Apparently some models of Xerox photocopiers are substituting one number for another in photocopied documents. This isn’t an OCR error, and it isn’t just blurred pixels; these are whole different numbers being printed in apparently true copies. Confused Xerox copiers rewrite documents, expert finds
[German computer scientist David Kriesel] said the anomaly is caused by Jbig2, an image compression standard.
Image compression is typically used in scanners and copiers to make file sizes of scans smaller.
Jbig2 would substitute figures it thought were the same, meaning similar numbers were being wrongly swapped.
The results are duplicatable, and have been found in at least two models of Xerox machines, both with original and recently patched software installed. Photocopied invoices, part numbers, engineering tables, and medical information could be just plain wrong, even if the document that was being copied was 100% correct.
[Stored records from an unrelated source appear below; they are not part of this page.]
use draglist::{
    AutoScrollConfig, Combine, DimensionMap, DragError, DragImpact, DraggableId, DroppableId,
    ImpactArgs, LiftEffect, Location, Point, ScrollRequest, StepArgs, UserDirection, Viewport,
    add_placeholder, get_drag_impact, get_lift_effect, get_scroll_request, move_cross_axis,
    move_to_next_index, remove_placeholder, republish, scroll_droppable, scroll_viewport,
};

/// How the drag is currently being driven.
#[derive(Clone, Copy, Debug, PartialEq, Eq)]
pub enum MoveMode {
    /// Pointer driven: the impact follows a selection point.
    Fluid,
    /// Keyboard driven: the impact was advanced by discrete steps and there
    /// is no pointer to re-derive it from.
    Snap,
}

#[derive(Clone, Copy, Debug, PartialEq, Eq)]
pub enum DropReason {
    Drop,
    Cancel,
}

/// The result handed to the consumer when a drag ends.
#[derive(Clone, Debug, PartialEq)]
pub struct DropOutcome {
    pub source: Location,
    pub destination: Option<Location>,
    pub combine: Option<Combine>,
    pub reason: DropReason,
}

#[derive(Clone, Debug)]
struct ActiveDrag {
    critical: DraggableId,
    source: Location,
    lift_effect: LiftEffect,
    impact: DragImpact,
    /// The dragging item's page border-box center.
    selection: Point,
    direction: UserDirection,
    mode: MoveMode,
    /// The foreign droppable currently holding a placeholder, if any.
    placeholder_on: Option<DroppableId>,
}

/// A framework-neutral controller that owns the explicit state passing
/// around the pure calculators.
///
/// Adapters drive it with measured snapshots and selection updates; every
/// transition delegates to `draglist` and stores the returned values. It
/// holds no UI objects and performs no side effects.
#[derive(Clone, Debug)]
pub struct DragSession {
    dimensions: DimensionMap,
    viewport: Viewport,
    drag: Option<ActiveDrag>,
}

impl DragSession {
    pub fn new(dimensions: DimensionMap, viewport: Viewport) -> Self {
        Self {
            dimensions,
            viewport,
            drag: None,
        }
    }

    pub fn is_dragging(&self) -> bool {
        self.drag.is_some()
    }

    pub fn impact(&self) -> Option<&DragImpact> {
        self.drag.as_ref().map(|drag| &drag.impact)
    }

    pub fn selection(&self) -> Option<Point> {
        self.drag.as_ref().map(|drag| drag.selection)
    }

    pub fn lift_effect(&self) -> Option<&LiftEffect> {
        self.drag.as_ref().map(|drag| &drag.lift_effect)
    }

    pub fn dimensions(&self) -> &DimensionMap {
        &self.dimensions
    }

    pub fn viewport(&self) -> &Viewport {
        &self.viewport
    }

    /// Starts a drag on `id`. The initial impact targets the item's own
    /// resting location.
    pub fn lift(&mut self, id: &DraggableId) -> Result<&DragImpact, DragError> {
        if self.drag.is_some() {
            return Err(DragError::AlreadyDragging);
        }
        let Some(draggable) = self.dimensions.draggable(id) else {
            return Err(DragError::UnknownDraggable(id.clone()));
        };
        let Some(home) = self.dimensions.droppable(&draggable.droppable_id) else {
            return Err(DragError::UnknownDroppable {
                draggable: id.clone(),
                droppable: draggable.droppable_id.clone(),
            });
        };

        let (lift_effect, impact) = get_lift_effect(draggable, home, &self.dimensions);
        let drag = ActiveDrag {
            critical: id.clone(),
            source: Location {
                droppable_id: draggable.droppable_id.clone(),
                index: draggable.index,
            },
            lift_effect,
            impact,
            selection: draggable.page.border_box.center(),
            direction: UserDirection::default(),
            mode: MoveMode::Fluid,
            placeholder_on: None,
        };
        self.drag = Some(drag);
        self.current_impact()
    }

    /// Moves the selection to a new page-space point and recomputes the
    /// impact.
    pub fn move_to(&mut self, selection: Point) -> Result<&DragImpact, DragError> {
        self.recompute(selection)?;
        self.current_impact()
    }

    /// Folds a window scroll into the drag: the viewport and the selection
    /// both travel with the scroll, then the impact is recomputed.
    pub fn apply_window_scroll(&mut self, new_scroll: Point) -> Result<&DragImpact, DragError> {
        if self.drag.is_none() {
            return Err(DragError::NotDragging);
        }
        let delta = new_scroll.subtract(self.viewport.scroll.current);
        self.viewport = scroll_viewport(self.viewport, new_scroll);
        let selection = match &self.drag {
            Some(drag) => drag.selection.add(delta),
            None => return Err(DragError::NotDragging),
        };
        self.recompute(selection)?;
        self.current_impact()
    }

    /// Folds a droppable frame scroll into the drag and recomputes the
    /// impact. An id that no longer resolves degrades to a recompute with
    /// unchanged dimensions.
    pub fn apply_droppable_scroll(
        &mut self,
        id: &DroppableId,
        new_scroll: Point,
    ) -> Result<&DragImpact, DragError> {
        let selection = match &self.drag {
            Some(drag) => drag.selection,
            None => return Err(DragError::NotDragging),
        };
        if let Some(droppable) = self.dimensions.droppable(id) {
            let scrolled = scroll_droppable(droppable, new_scroll);
            self.dimensions.insert_droppable(scrolled);
        }
        self.recompute(selection)?;
        self.current_impact()
    }

    /// Steps to the next/previous index in the current list. Returns the
    /// scroll jump the caller must perform when the landing spot is not
    /// visible yet.
    pub fn keyboard_move(&mut self, forward: bool) -> Result<Option<Point>, DragError> {
        self.keyboard_step(forward, false)
    }

    /// Hops to the closest same-kind list on the cross axis.
    pub fn keyboard_cross_move(&mut self, forward: bool) -> Result<Option<Point>, DragError> {
        self.keyboard_step(forward, true)
    }

    /// Replaces the dimension snapshot mid drag.
    ///
    /// Fatal publish errors abort the drag before returning. In snap mode
    /// the previous destination must survive the publish: without a pointer
    /// there is nothing to re-derive the impact from, so losing it is fatal
    /// as well.
    pub fn republish(&mut self, dimensions: DimensionMap) -> Result<&DragImpact, DragError> {
        let (critical, selection, mode) = match &self.drag {
            Some(drag) => (drag.critical.clone(), drag.selection, drag.mode),
            None => return Err(DragError::NotDragging),
        };

        let normalized = {
            let drag = self.drag.as_ref().ok_or(DragError::NotDragging)?;
            republish(dimensions, &critical, &drag.lift_effect, &drag.impact)
        };
        let normalized = match normalized {
            Ok(normalized) => normalized,
            Err(error) => {
                self.drag = None;
                return Err(error);
            }
        };

        self.dimensions = normalized;
        if let Some(drag) = &mut self.drag {
            // The new snapshot was measured without our placeholder.
            drag.placeholder_on = None;
        }

        match mode {
            MoveMode::Snap => {
                let destination = self
                    .drag
                    .as_ref()
                    .and_then(|drag| drag.impact.destination().cloned());
                if let Some(location) = destination
                    && self.dimensions.droppable(&location.droppable_id).is_none()
                {
                    self.drag = None;
                    return Err(DragError::DestinationLost(location.droppable_id));
                }
                self.sync_placeholder();
            }
            MoveMode::Fluid => {
                self.recompute(selection)?;
            }
        }
        self.current_impact()
    }

    /// Ends the drag with a drop, reporting where the item went.
    pub fn complete(&mut self) -> Result<DropOutcome, DragError> {
        let drag = self.drag.take().ok_or(DragError::NotDragging)?;
        self.clear_placeholder(&drag);
        Ok(DropOutcome {
            source: drag.source,
            destination: drag.impact.destination().cloned(),
            combine: drag.impact.combine_target().cloned(),
            reason: DropReason::Drop,
        })
    }

    /// Ends the drag as if nothing happened.
    pub fn cancel(&mut self) -> Result<DropOutcome, DragError> {
        let drag = self.drag.take().ok_or(DragError::NotDragging)?;
        self.clear_placeholder(&drag);
        Ok(DropOutcome {
            source: drag.source,
            destination: None,
            combine: None,
            reason: DropReason::Cancel,
        })
    }

    /// This frame's auto-scroll decision for the current drag state.
    pub fn scroll_request(&self, config: &AutoScrollConfig) -> Option<ScrollRequest> {
        let drag = self.drag.as_ref()?;
        let dragged = self.dimensions.draggable(&drag.critical)?;
        get_scroll_request(draglist::AutoScrollArgs {
            selection: drag.selection,
            dragged,
            viewport: &self.viewport,
            dimensions: &self.dimensions,
            over: drag.impact.droppable_over(),
            config,
        })
    }

    fn current_impact(&self) -> Result<&DragImpact, DragError> {
        self.drag
            .as_ref()
            .map(|drag| &drag.impact)
            .ok_or(DragError::NotDragging)
    }

    fn recompute(&mut self, selection: Point) -> Result<(), DragError> {
        let Some(drag) = &self.drag else {
            return Err(DragError::NotDragging);
        };
        let direction = UserDirection::from_movement(drag.selection, selection, drag.direction);
        let Some(draggable) = self.dimensions.draggable(&drag.critical) else {
            return Err(DragError::UnknownDraggable(drag.critical.clone()));
        };
        let impact = get_drag_impact(ImpactArgs {
            page_border_box_center: selection,
            draggable,
            dimensions: &self.dimensions,
            previous_impact: &drag.impact,
            viewport: &self.viewport,
            user_direction: direction,
            lift_effect: &drag.lift_effect,
        });

        if let Some(drag) = &mut self.drag {
            drag.selection = selection;
            drag.direction = direction;
            drag.impact = impact;
            drag.mode = MoveMode::Fluid;
        }
        self.sync_placeholder();
        Ok(())
    }

    fn keyboard_step(&mut self, forward: bool, cross: bool) -> Result<Option<Point>, DragError> {
        let result = {
            let drag = self.drag.as_ref().ok_or(DragError::NotDragging)?;
            let Some(draggable) = self.dimensions.draggable(&drag.critical) else {
                return Err(DragError::UnknownDraggable(drag.critical.clone()));
            };
            let args = StepArgs {
                is_moving_forward: forward,
                previous_page_border_box_center: drag.selection,
                draggable,
                dimensions: &self.dimensions,
                previous_impact: &drag.impact,
                viewport: &self.viewport,
                lift_effect: &drag.lift_effect,
            };
            if cross {
                move_cross_axis(args)?
            } else {
                move_to_next_index(args)?
            }
        };

        let Some(result) = result else {
            return Ok(None);
        };
        let jump = result.scroll_jump_request;
        if let Some(drag) = &mut self.drag {
            drag.selection = result.page_border_box_center;
            drag.impact = result.impact;
            drag.mode = MoveMode::Snap;
        }
        self.sync_placeholder();
        Ok(jump)
    }

    /// Keeps exactly one foreign droppable grown by a placeholder: the one
    /// the impact is currently over, or none when over the home list.
    fn sync_placeholder(&mut self) {
        let Some(drag) = &self.drag else {
            return;
        };
        let home_id = drag.lift_effect.home_id.clone();
        let desired = drag
            .impact
            .droppable_over()
            .filter(|id| **id != home_id)
            .cloned();
        if desired == drag.placeholder_on {
            return;
        }
        let previous = drag.placeholder_on.clone();
        let critical = drag.critical.clone();

        if let Some(old_id) = &previous
            && let Some(droppable) = self.dimensions.droppable(old_id)
        {
            let restored = remove_placeholder(droppable);
            self.dimensions.insert_droppable(restored);
        }
        if let Some(new_id) = &desired {
            let size = self.dimensions.draggable(&critical).map(|d| d.displace_by);
            if let (Some(size), Some(droppable)) = (size, self.dimensions.droppable(new_id)) {
                let insiders = self.dimensions.draggables_in_list(new_id);
                let grown = add_placeholder(droppable, size, &insiders);
                self.dimensions.insert_droppable(grown);
            }
        }
        if let Some(drag) = &mut self.drag {
            drag.placeholder_on = desired;
        }
    }

    fn clear_placeholder(&mut self, drag: &ActiveDrag) {
        if let Some(id) = &drag.placeholder_on
            && let Some(droppable) = self.dimensions.droppable(id)
        {
            let restored = remove_placeholder(droppable);
            self.dimensions.insert_droppable(restored);
        }
    }
}
mod filesystem;
mod loader;
mod model;

pub use filesystem::{FileSystem, RealFileSystem};
pub use loader::{ConfigLoader, FileConfigLoader, LOCAL_CONFIG_NAME};
pub use model::{
    BuiltinConfig, CONFIG_VERSION, Config, CrossFileConfig, RulesConfig, ScannerConfig,
    TestFilesConfig,
};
Mr. Kriesel presents his findings, complete with examples, here: Xerox scanners/photocopiers randomly alter numbers in scanned documents
In this article I present in which way scanners / copiers of the Xerox WorkCentre Line randomly alter written numbers in pages that are scanned. This is not an OCR problem (as we switched off OCR on purpose), it is a lot worse - patches of the pixel data are randomly replaced in a very subtle and dangerous way: The scanned images look correct at first glance, even though numbers may actually be incorrect.